Wildlife attraction loses appeal over HMRC VAT bill

A wildlife park has lost an appeal over a VAT bill in a dispute over whether the construction costs were eligible for VAT exemption, as they had charitable status.

Paradise Wildlife Park (PWP) in Hertfordshire lost a First Tier Tribunal (FTT) appeal against a VAT bill for £411,000 related to the construction of a lion enclosure and walk-through dinosaur exhibit. It zero-rated the construction work on the basis of Schedule 8 Value Added Tax Act 1994 (VATA) that the buildings were intended for use solely for a relevant charitable purpose.

Outside exhibition

However, HMRC disagreed with this analysis and on 1 May 2020 raised an assessment for £411,641, the amount of VAT at the standard rate on the construction.

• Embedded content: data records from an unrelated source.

//! Retrieval strategies over the knowledge index
//!
//! A `RetrieverSelector` owns the shared index handle and hands out a
//! `Retriever` for whichever strategy a session was assigned. Strategies are
//! a closed set, so the retriever is an enum rather than a trait object.

mod compression;
mod multi_query;

use std::fmt;
use std::path::Path;
use std::str::FromStr;
use std::sync::Arc;

use rand::seq::IndexedRandom;
use serde::{Deserialize, Serialize};
use tracing::debug;

use crate::error::AdvisorError;
use crate::knowledge::KnowledgeIndex;
use crate::llm::{ChatModel, Embedder};
use crate::models::RetrievedPassage;
use crate::Result;

pub use compression::extraction_prompt;
pub use multi_query::paraphrase_prompt;

pub const DEFAULT_TOP_K: usize = 4;

#[derive(Debug, Clone, Copy, PartialEq, Eq, Hash, Serialize, Deserialize)]
#[serde(rename_all = "snake_case")]
pub enum RetrievalStrategy {
    Standard,
    Compressed,
    MultiQuery,
}

impl RetrievalStrategy {
    pub const ALL: [RetrievalStrategy; 3] = [
        RetrievalStrategy::Standard,
        RetrievalStrategy::Compressed,
        RetrievalStrategy::MultiQuery,
    ];

    /// Uniformly random strategy.
    pub fn random() -> Self {
        Self::ALL
            .choose(&mut rand::rng())
            .copied()
            .unwrap_or(RetrievalStrategy::Standard)
    }

    pub fn tag(&self) -> &'static str {
        match self {
            RetrievalStrategy::Standard => "standard",
            RetrievalStrategy::Compressed => "compressed",
            RetrievalStrategy::MultiQuery => "multi_query",
        }
    }

    /// Human-readable name shown alongside a session.
    pub fn label(&self) -> &'static str {
        match self {
            RetrievalStrategy::Standard => "Standard (Fast)",
            RetrievalStrategy::Compressed => "Compressed (Precise)",
            RetrievalStrategy::MultiQuery => "Multi-Query (Robust)",
        }
    }
}

impl fmt::Display for RetrievalStrategy {
    fn fmt(&self, f: &mut fmt::Formatter<'_>) -> fmt::Result {
        f.write_str(self.tag())
    }
}

impl FromStr for RetrievalStrategy {
    type Err = AdvisorError;

    fn from_str(s: &str) -> Result<Self> {
        match s.trim().to_ascii_lowercase().as_str() {
            "standard" => Ok(RetrievalStrategy::Standard),
            "compressed" => Ok(RetrievalStrategy::Compressed),
            "multi_query" => Ok(RetrievalStrategy::MultiQuery),
            other => Err(AdvisorError::ConfigError(format!(
                "Unknown retrieval strategy '{}'. Expected one of: standard, compressed, multi_query",
                other
            ))),
        }
    }
}

/// Plain top-k nearest-neighbour search.
#[derive(Clone)]
pub struct VectorRetriever {
    index: Arc<KnowledgeIndex>,
    embedder: Arc<dyn Embedder>,
    top_k: usize,
}

impl VectorRetriever {
    pub async fn query(&self, text: &str) -> Result<Vec<RetrievedPassage>> {
        let embedding = self.embedder.embed_query(text).await?;
        let hits = self.index.search(&embedding, self.top_k).await?;
        debug!(query = %text, hits = hits.len(), "Vector search");
        Ok(hits.into_iter().map(|hit| hit.passage).collect())
    }
}

#[derive(Clone)]
pub enum Retriever {
    Standard(VectorRetriever),
    /// Passages are narrowed to their query-relevant text by the model
    Compressed {
        base: VectorRetriever,
        model: Arc<dyn ChatModel>,
    },
    /// The query is paraphrased by the model and the results unioned
    MultiQuery {
        base: VectorRetriever,
        model: Arc<dyn ChatModel>,
    },
}

impl Retriever {
    pub fn strategy(&self) -> RetrievalStrategy {
        match self {
            Retriever::Standard(_) => RetrievalStrategy::Standard,
            Retriever::Compressed { .. } => RetrievalStrategy::Compressed,
            Retriever::MultiQuery { .. } => RetrievalStrategy::MultiQuery,
        }
    }

    pub async fn query(&self, text: &str) -> Result<Vec<RetrievedPassage>> {
        match self {
            Retriever::Standard(base) => base.query(text).await,
            Retriever::Compressed { base, model } => {
                let passages = base.query(text).await?;
                compression::compress(model.as_ref(), text, passages).await
            }
            Retriever::MultiQuery { base, model } => {
                multi_query::retrieve(base, model.as_ref(), text).await
            }
        }
    }
}

/// Builds retrievers over one shared index.
#[derive(Clone)]
pub struct RetrieverSelector {
    index: Arc<KnowledgeIndex>,
    embedder: Arc<dyn Embedder>,
    model: Arc<dyn ChatModel>,
    top_k: usize,
}

impl RetrieverSelector {
    /// Open the index at `index_path`. Fails with `IndexNotFound` when the
    /// index has not been built, and with `ConfigError` when it was built
    /// by a different embedding model than `embedder`.
    pub async fn open(
        index_path: &Path,
        embedder: Arc<dyn Embedder>,
        model: Arc<dyn ChatModel>,
        top_k: usize,
    ) -> Result<Self> {
        let index = KnowledgeIndex::open(index_path).await?;

        let built_with = &index.manifest().embedding_model;
        if built_with != embedder.model_name() {
            return Err(AdvisorError::ConfigError(format!(
                "Index at '{}' was built with embedding model '{}' but '{}' is configured. \
                 Rebuild the index or restore the original model.",
                index_path.display(),
                built_with,
                embedder.model_name()
            )));
        }

        Ok(Self::from_index(Arc::new(index), embedder, model, top_k))
    }

    fn from_index(
        index: Arc<KnowledgeIndex>,
        embedder: Arc<dyn Embedder>,
        model: Arc<dyn ChatModel>,
        top_k: usize,
    ) -> Self {
        Self {
            index,
            embedder,
            model,
            top_k: top_k.max(1),
        }
    }

    pub fn index(&self) -> Arc<KnowledgeIndex> {
        self.index.clone()
    }

    pub fn select(&self, strategy: RetrievalStrategy) -> Retriever {
        let base = VectorRetriever {
            index: self.index.clone(),
            embedder: self.embedder.clone(),
            top_k: self.top_k,
        };

        match strategy {
            RetrievalStrategy::Standard => Retriever::Standard(base),
            RetrievalStrategy::Compressed => Retriever::Compressed {
                base,
                model: self.model.clone(),
            },
            RetrievalStrategy::MultiQuery => Retriever::MultiQuery {
                base,
                model: self.model.clone(),
            },
        }
    }
}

The Zoological Society of Hertfordshire charity had approved a plan for PWP to construct the lion enclosure, an outside exhibition called ‘World of Dinosaurs’ and a shop called the Dino Store at Paradise Wildlife Park, between June 2017 and June 2019.

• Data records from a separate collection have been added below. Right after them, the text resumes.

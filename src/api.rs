//! REST API server for the financial advisor assistant
//!
//! Exposes sign-up/sign-in, per-session chat and the knowledge base update
//! action over HTTP. Every endpoint except `/health` answers with the
//! [`ApiResponse`] envelope.

use axum::{
    extract::{Path, State},
    http::StatusCode,
    routing::{get, post},
    Json, Router,
};
use serde::{Deserialize, Serialize};
use std::sync::Arc;
use tower_http::cors::CorsLayer;
use tower_http::trace::TraceLayer;
use tracing::{info, warn};
use uuid::Uuid;

use crate::auth::AuthService;
use crate::error::AdvisorError;
use crate::knowledge::{describe_update, KnowledgeBaseUpdater};
use crate::session::SessionManager;

pub const ACCOUNT_CREATED_MESSAGE: &str = "Account created successfully! Please go to the Login tab.";
pub const LOGIN_FAILED_MESSAGE: &str = "Login failed. Please check your email and password.";
pub const RESET_SENT_MESSAGE: &str = "A password reset link has been sent to your email address.";

/// =============================
/// Request Models
/// =============================

#[derive(Debug, Deserialize)]
pub struct SignUpRequest {
    pub name: String,
    pub email: String,
    pub password: String,
}

#[derive(Debug, Deserialize)]
pub struct LoginRequest {
    pub email: String,
    pub password: String,
}

#[derive(Debug, Deserialize)]
pub struct LogoutRequest {
    pub session_id: Uuid,
}

#[derive(Debug, Deserialize)]
pub struct PasswordResetRequest {
    pub email: String,
}

#[derive(Debug, Deserialize)]
pub struct MessageRequest {
    pub message: String,
}

#[derive(Debug, Deserialize)]
pub struct KnowledgeBaseUpdateRequest {
    pub session_id: Uuid,
}

/// =============================
/// Response Wrapper
/// =============================

#[derive(Debug, Serialize, Deserialize)]
pub struct ApiResponse {
    pub success: bool,
    pub data: Option<serde_json::Value>,
    pub error: Option<String>,
    pub timestamp: String,
}

impl ApiResponse {
    pub fn success<T: Serialize>(data: T) -> Self {
        Self {
            success: true,
            data: serde_json::to_value(data).ok(),
            error: None,
            timestamp: chrono::Utc::now().to_rfc3339(),
        }
    }

    pub fn error(message: String) -> Self {
        Self {
            success: false,
            data: None,
            error: Some(message),
            timestamp: chrono::Utc::now().to_rfc3339(),
        }
    }
}

type ApiResult = (StatusCode, Json<ApiResponse>);

fn ok<T: Serialize>(data: T) -> ApiResult {
    (StatusCode::OK, Json(ApiResponse::success(data)))
}

fn fail(status: StatusCode, message: impl Into<String>) -> ApiResult {
    (status, Json(ApiResponse::error(message.into())))
}

fn status_for(error: &AdvisorError) -> StatusCode {
    match error {
        AdvisorError::ValidationError(_) | AdvisorError::InvalidToolInput(_) => {
            StatusCode::BAD_REQUEST
        }
        AdvisorError::AuthError(_) => StatusCode::UNAUTHORIZED,
        AdvisorError::SessionNotFound(_) | AdvisorError::NotFound(_) => StatusCode::NOT_FOUND,
        AdvisorError::IndexNotFound(_) => StatusCode::SERVICE_UNAVAILABLE,
        AdvisorError::NetworkError(_) | AdvisorError::LlmError(_) => StatusCode::BAD_GATEWAY,
        _ => StatusCode::INTERNAL_SERVER_ERROR,
    }
}

fn from_error(error: AdvisorError) -> ApiResult {
    fail(status_for(&error), error.to_string())
}

/// Validation errors carry a message meant for the user as-is.
fn user_message(error: &AdvisorError) -> Option<&str> {
    match error {
        AdvisorError::ValidationError(message) => Some(message.as_str()),
        _ => None,
    }
}

/// =============================
/// API State
/// =============================

#[derive(Clone)]
pub struct ApiState {
    pub sessions: Arc<SessionManager>,
    pub auth: Arc<AuthService>,
    pub updater: Arc<KnowledgeBaseUpdater>,
}

/// =============================
/// Health Endpoint
/// =============================

async fn health() -> Json<serde_json::Value> {
    Json(serde_json::json!({
        "status": "healthy",
        "timestamp": chrono::Utc::now().to_rfc3339()
    }))
}

/// =============================
/// Auth Endpoints
/// =============================

async fn sign_up(State(state): State<ApiState>, Json(req): Json<SignUpRequest>) -> ApiResult {
    match state.auth.sign_up(&req.name, &req.email, &req.password).await {
        Ok(profile) => ok(serde_json::json!({
            "message": ACCOUNT_CREATED_MESSAGE,
            "user_id": profile.user_id,
            "name": profile.name,
        })),
        Err(e) => match user_message(&e) {
            Some(message) => fail(StatusCode::BAD_REQUEST, message),
            None => fail(status_for(&e), format!("Could not create account: {}", e)),
        },
    }
}

/// Signing in opens a new session with its own retrieval strategy.
async fn login(State(state): State<ApiState>, Json(req): Json<LoginRequest>) -> ApiResult {
    match state.auth.sign_in(&req.email, &req.password).await {
        Ok(profile) => {
            let session = state.sessions.open_session(profile).await;
            ok(session)
        }
        Err(e) => {
            warn!("Login failed: {}", e);
            fail(StatusCode::UNAUTHORIZED, LOGIN_FAILED_MESSAGE)
        }
    }
}

async fn logout(State(state): State<ApiState>, Json(req): Json<LogoutRequest>) -> ApiResult {
    match state.sessions.close_session(req.session_id).await {
        Ok(()) => ok(serde_json::json!({ "session_id": req.session_id })),
        Err(e) => from_error(e),
    }
}

async fn password_reset(
    State(state): State<ApiState>,
    Json(req): Json<PasswordResetRequest>,
) -> ApiResult {
    match state.auth.send_password_reset(&req.email).await {
        Ok(()) => ok(serde_json::json!({ "message": RESET_SENT_MESSAGE })),
        Err(e) => match user_message(&e) {
            Some(message) => fail(StatusCode::BAD_REQUEST, message),
            None => fail(status_for(&e), format!("Could not send reset email: {}", e)),
        },
    }
}

/// =============================
/// Session & Chat Endpoints
/// =============================

async fn session_info(State(state): State<ApiState>, Path(session_id): Path<Uuid>) -> ApiResult {
    match state.sessions.info(session_id).await {
        Ok(info) => ok(info),
        Err(e) => from_error(e),
    }
}

async fn new_chat(State(state): State<ApiState>, Path(session_id): Path<Uuid>) -> ApiResult {
    match state.sessions.new_chat(session_id).await {
        Ok(conversation) => ok(conversation.summary()),
        Err(e) => from_error(e),
    }
}

async fn list_chats(State(state): State<ApiState>, Path(session_id): Path<Uuid>) -> ApiResult {
    match state.sessions.list_conversations(session_id).await {
        Ok(chats) => ok(chats),
        Err(e) => from_error(e),
    }
}

/// Opening a chat makes it the session's active conversation.
async fn open_chat(
    State(state): State<ApiState>,
    Path((session_id, chat_id)): Path<(Uuid, Uuid)>,
) -> ApiResult {
    match state.sessions.select_conversation(session_id, chat_id).await {
        Ok(conversation) => ok(serde_json::json!({
            "conversation_id": conversation.conversation_id,
            "title": conversation.title(),
            "messages": conversation.messages(),
        })),
        Err(e) => from_error(e),
    }
}

async fn send_message(
    State(state): State<ApiState>,
    Path((session_id, chat_id)): Path<(Uuid, Uuid)>,
    Json(req): Json<MessageRequest>,
) -> ApiResult {
    info!(session_id = %session_id, chat_id = %chat_id, "Received chat message");

    match state
        .sessions
        .send(session_id, Some(chat_id), &req.message)
        .await
    {
        Ok(reply) => ok(reply),
        Err(e) => from_error(e),
    }
}

/// =============================
/// Knowledge Base Endpoint
/// =============================

/// Only signed-in sessions may trigger a scrape.
async fn update_knowledge_base(
    State(state): State<ApiState>,
    Json(req): Json<KnowledgeBaseUpdateRequest>,
) -> ApiResult {
    if let Err(e) = state.sessions.info(req.session_id).await {
        warn!(session_id = %req.session_id, "Knowledge base update refused: {}", e);
        return from_error(e);
    }
    info!(session_id = %req.session_id, "Knowledge base update requested");

    let outcome = state.updater.update().await;
    let message = describe_update(&outcome);

    match outcome {
        Ok(report) => ok(serde_json::json!({
            "message": message,
            "articles_added": report.articles_added,
            "chunks_added": report.chunks_added,
            "articles_skipped": report.articles_skipped,
        })),
        Err(e) => fail(status_for(&e), message),
    }
}

/// =============================
/// Router
/// =============================

pub fn create_router(state: ApiState) -> Router {
    Router::new()
        .route("/health", get(health))
        .route("/api/auth/signup", post(sign_up))
        .route("/api/auth/login", post(login))
        .route("/api/auth/logout", post(logout))
        .route("/api/auth/password-reset", post(password_reset))
        .route("/api/sessions/:session_id", get(session_info))
        .route(
            "/api/sessions/:session_id/chats",
            post(new_chat).get(list_chats),
        )
        .route("/api/sessions/:session_id/chats/:chat_id", get(open_chat))
        .route(
            "/api/sessions/:session_id/chats/:chat_id/messages",
            post(send_message),
        )
        .route("/api/knowledge-base/update", post(update_knowledge_base))
        .with_state(state)
        .layer(TraceLayer::new_for_http())
        .layer(CorsLayer::permissive())
}

/// =============================
/// Server Startup
/// =============================

pub async fn start_server(
    state: ApiState,
    port: u16,
) -> std::result::Result<(), Box<dyn std::error::Error>> {
    let router = create_router(state);

    let listener = tokio::net::TcpListener::bind(format!("0.0.0.0:{}", port)).await?;

    info!("API Server listening on http://0.0.0.0:{}", port);
    info!("Local: http://127.0.0.1:{}", port);

    axum::serve(listener, router).await?;

    Ok(())
}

The main contention of the appeal was whether PWP was constructing buildings designed solely for charitable purposes and whether the ‘World of Dinosaurs’, which was an outside exhibition, was a building.

PWP later agreed that the work on the Dino Store should not have been zero-rated, although it argued that both the lion enclosure and the ‘World of Dinosaurs’ were.

Educational services

Lynn Whitnall, CEO of Paradise Wildlife Park, said that the Zoological Society of Hertfordshire was a charity, providing educational services and enabling specific fundraising projects for conservation.

As far as funding, she added that money came from charges for park admission and animal experiences, in addition to legacies and donations. About 90 per cent of the income came from admissions and other commercial activities, with the remaining 10 per cent taking the form of donations.

But as the park had an admission fee for access to the wildlife park and all the attractions, including the lion enclosure and dinosaur exhibit, HMRC argued that it should be deemed a business under Section 94 VATA.

This states that a business includes ‘any trade, profession or vocation’ and specifically states that ‘the admission, for a consideration, of persons to any premises’ is deemed to be the carrying on of a business.

Charitable aims

It stressed that it did not dispute the charitable aims and objectives of the Zoological Society of Hertfordshire. However, the fee paid by visitors to the park was charged for admission and that was categorised as a business activity.

Because charging a fee for admission to premises is a business activity under S94 VATA, the supply of construction services could not be zero-rated.

The FTT determined that not only was the Zoological Society of Hertfordshire carrying on a business of operating and charging for admission to the park, and that both the lions’ enclosure and the World of Dinosaurs were intended for use at least for that business, but also that the World of Dinosaurs was not a building.